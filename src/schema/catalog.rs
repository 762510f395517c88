use serde::{Deserialize, Serialize};
use tracing::debug;

use crate::database::client::{SqlParam, TenantClient};

#[derive(Debug, Clone, PartialEq, Eq, Hash, Serialize, Deserialize)]
pub struct TableRef {
    pub schema: String,
    pub name: String,
}

impl TableRef {
    pub fn new(schema: impl Into<String>, name: impl Into<String>) -> Self {
        Self { schema: schema.into(), name: name.into() }
    }
}

#[derive(Debug, Clone, PartialEq, Eq, Serialize, Deserialize)]
pub struct ColumnInfo {
    pub name: String,
    pub data_type: String,
}

const LIST_TABLES_SQL: &str = "SELECT table_schema::text, table_name::text
     FROM information_schema.tables
     WHERE table_type = 'BASE TABLE' AND table_schema IN ('public', 'auth')
     ORDER BY table_schema, table_name";

const COLUMNS_EXACT_SQL: &str = "SELECT column_name::text, data_type::text
     FROM information_schema.columns
     WHERE table_schema = $1 AND table_name = $2
     ORDER BY ordinal_position";

const COLUMNS_CASE_INSENSITIVE_SQL: &str = "SELECT column_name::text, data_type::text
     FROM information_schema.columns
     WHERE LOWER(table_schema) = LOWER($1) AND LOWER(table_name) = LOWER($2)
     ORDER BY ordinal_position";

/// Read-only view of a tenant database's catalog.
///
/// Query failures yield empty results; an empty list means "unknown", not
/// "the table has no columns".
pub struct CatalogIntrospector<'a> {
    client: &'a dyn TenantClient,
}

impl<'a> CatalogIntrospector<'a> {
    pub fn new(client: &'a dyn TenantClient) -> Self {
        Self { client }
    }

    /// Base tables in the introspected schemas, ordered by schema then name
    pub async fn list_tables(&self) -> Vec<TableRef> {
        match self.client.fetch_all(LIST_TABLES_SQL, &[]).await {
            Ok(rows) => rows
                .iter()
                .filter_map(|row| Some(TableRef::new(row.get_str(0)?, row.get_str(1)?)))
                .collect(),
            Err(e) => {
                debug!("Catalog table listing failed: {}", e);
                Vec::new()
            }
        }
    }

    /// Columns of `schema.table`, exact-case match first, then case-insensitive
    pub async fn get_table_columns(&self, schema: &str, table: &str) -> Vec<ColumnInfo> {
        let columns = self.fetch_columns(COLUMNS_EXACT_SQL, schema, table).await;
        if !columns.is_empty() {
            return columns;
        }
        self.fetch_columns(COLUMNS_CASE_INSENSITIVE_SQL, schema, table).await
    }

    async fn fetch_columns(&self, sql: &str, schema: &str, table: &str) -> Vec<ColumnInfo> {
        let params = [SqlParam::Text(schema.to_string()), SqlParam::Text(table.to_string())];
        match self.client.fetch_all(sql, &params).await {
            Ok(rows) => rows
                .iter()
                .filter_map(|row| {
                    Some(ColumnInfo {
                        name: row.get_str(0)?.to_string(),
                        data_type: row.get_str(1).unwrap_or("unknown").to_string(),
                    })
                })
                .collect(),
            Err(e) => {
                debug!("Column lookup for {}.{} failed: {}", schema, table, e);
                Vec::new()
            }
        }
    }
}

══════════

#### TO DO:
Reproduce, word for word and in full, only the lines above that start at the line with "WHERE table_type = 'BASE" and run through the line with "pub async fn list_tables(&self)", both ends included.

#### SOLUTION:
     WHERE table_type = 'BASE TABLE' AND table_schema IN ('public', 'auth')
     ORDER BY table_schema, table_name";

const COLUMNS_EXACT_SQL: &str = "SELECT column_name::text, data_type::text
     FROM information_schema.columns
     WHERE table_schema = $1 AND table_name = $2
     ORDER BY ordinal_position";

const COLUMNS_CASE_INSENSITIVE_SQL: &str = "SELECT column_name::text, data_type::text
     FROM information_schema.columns
     WHERE LOWER(table_schema) = LOWER($1) AND LOWER(table_name) = LOWER($2)
     ORDER BY ordinal_position";

/// Read-only view of a tenant database's catalog.
///
/// Query failures yield empty results; an empty list means "unknown", not
/// "the table has no columns".
pub struct CatalogIntrospector<'a> {
    client: &'a dyn TenantClient,
}

impl<'a> CatalogIntrospector<'a> {
    pub fn new(client: &'a dyn TenantClient) -> Self {
        Self { client }
    }

    /// Base tables in the introspected schemas, ordered by schema then name
    pub async fn list_tables(&self) -> Vec<TableRef> {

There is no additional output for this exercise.